10. CONS FOR KEEPING IT IN A LOCAL FILE
▪ One needs to develop a tracking program to deal with the
files - rotating logs while more data is incoming, handling
failures, and transactionality. Even if you have the manpower,
time, and money, it’s hard to develop such a program.
▪ Scaling means adding more servers, more maintenance, and
more money.
▪ Data is not as query-able compared to storage in a DB.
▪ Staging and production environments require extra servers.
11. BOTTOM LINE
More flexible than direct DB storage, but requires more
development, and scaling is still an issue.
12. S3/CLOUDFRONT LOGGING
This old school solution goes back to the early days when
visitor counters and burning “hot!” animations ruled the web.
To track an event, an HTTP request is sent for a 1x1 pixel image
from a relevant S3 directory. Accessing the image automatically
generates a W3C log with all HTTP request parameters: IP
address, browser, date/time, etc. Extra session level data like
username or mouse position is passed via the query string. To
differentiate between event types, images are placed in
accordingly named directories, e.g. /click/.
13. PROS FOR S3/CLOUDFRONT LOGGING
▪ No tracking server required - data reaches S3 automatically.
▪ No file management - Amazon handles all file monkey
business.
▪ No servers - Amazon provides them.
▪ Cost effective - only log storage and bandwidth are paid for.
The logs take little space since they are all GZipped and the
bandwidth for 1x1 pixel images is marginal.
14. PROS FOR S3/CLOUDFRONT LOGGING
CONTINUED
▪ Easily scalable with practically infinite space and firepower.
▪ Quick and easy to implement.
▪ Simple setup for staging/production environments via
additional distributions and a prefix.
▪ Web application performance unharmed, especially using the
CloudFront CDN.
15. CONS FOR S3/CLOUDFRONT LOGGING
▪ Slower filtering performance compared to local setup. Amazon handles
log file/directory names automatically and no customization is available.

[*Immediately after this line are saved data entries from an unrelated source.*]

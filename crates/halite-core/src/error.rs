// ── Core error types ──
//
// User-facing errors from halite-core. Consumers never see raw HTTP
// status codes or JSON parse failures; the `From<halite_api::Error>`
// impl translates transport-layer errors into domain variants.

use thiserror::Error;

use crate::descriptions::RegistryError;
use crate::model::EntityAction;

/// Unified error type for the core crate.
#[derive(Debug, Error)]
pub enum CoreError {
    // ── Connection errors ────────────────────────────────────────────
    #[error("Cannot reach the pool cloud: {reason}")]
    ConnectionFailed { reason: String },

    #[error("Authentication failed: {message}")]
    AuthenticationFailed { message: String },

    #[error("Coordinator not connected")]
    NotConnected,

    /// Every retry of a refresh round failed; previous readings remain
    /// in the store.
    #[error("Refresh failed after {attempts} attempts: {last_error}")]
    RefreshExhausted { attempts: u32, last_error: String },

    // ── Data errors ──────────────────────────────────────────────────
    #[error("Device not found: {device_id}")]
    DeviceNotFound { device_id: u64 },

    #[error("No entity description for key: {key}")]
    UnknownKey { key: String },

    // ── Operation errors ─────────────────────────────────────────────
    #[error("Action {action} not supported by {key}")]
    UnsupportedAction { key: String, action: EntityAction },

    #[error("Invalid action argument: {message}")]
    InvalidArgument { message: String },

    #[error("Operation rejected by the cloud: {message}")]
    Rejected { message: String },

    // ── Configuration errors ─────────────────────────────────────────
    #[error("Configuration error: {message}")]
    Config { message: String },

    #[error(transparent)]
    Registry(#[from] RegistryError),

    // ── Internal errors ──────────────────────────────────────────────
    #[error("Internal error: {0}")]
    Internal(String),
}

// ── Conversion from transport-layer errors ───────────────────────────

impl From<halite_api::Error> for CoreError {
    fn from(err: halite_api::Error) -> Self {
        match err {
            halite_api::Error::Login { message } => {
                CoreError::AuthenticationFailed { message }
            }
            halite_api::Error::InvalidToken { context } => CoreError::AuthenticationFailed {
                message: format!("token rejected during {context}"),
            },
            halite_api::Error::OperationFailed { operation, message } => CoreError::Rejected {
                message: format!("{operation}: {message}"),
            },
            halite_api::Error::Transport(ref e) => CoreError::ConnectionFailed {
                reason: e.to_string(),
            },
            halite_api::Error::InvalidUrl(e) => CoreError::Config {
                message: format!("invalid base URL: {e}"),
            },
            halite_api::Error::Tls(msg) => CoreError::ConnectionFailed {
                reason: format!("TLS error: {msg}"),
            },
            halite_api::Error::Deserialization { message, body: _ } => {
                CoreError::Internal(format!("deserialization error: {message}"))
            }
        }
    }
}

impl From<halite_config::ConfigError> for CoreError {
    fn from(err: halite_config::ConfigError) -> Self {
        CoreError::Config {
            message: err.to_string(),
        }
    }
}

▪ Not suitable for real time or impatience. Data is aggregated into a new
file in the bucket only once per hour, and that’s Amazon’s best effort so
it could take longer.
▪ Data is not as query-able compared to storage in a DB.
▪ Vendor dependent. Having your servers outside of Amazon will
decrease performance.
▪ No control over the file format. W3C Extended Log File Format is
mandatory and some applications may not like that.
16. BOTTOM LINE
Quick, cheap, and scalable though it doesn’t provide the best
performance and customization.
17. WHAT’S RIGHT FOR YOU?
So much emphasis has been put on the technologies used
for processing, analyzing, and visualizing data. But so often
getting lost in the shuffle is the importance of the
collection of this data. The two go hand in hand. To get
good output from your data, you must first have proper
input.
Only once you have achieved the synergy between the two
will you fully be able to tap into your data’s potential.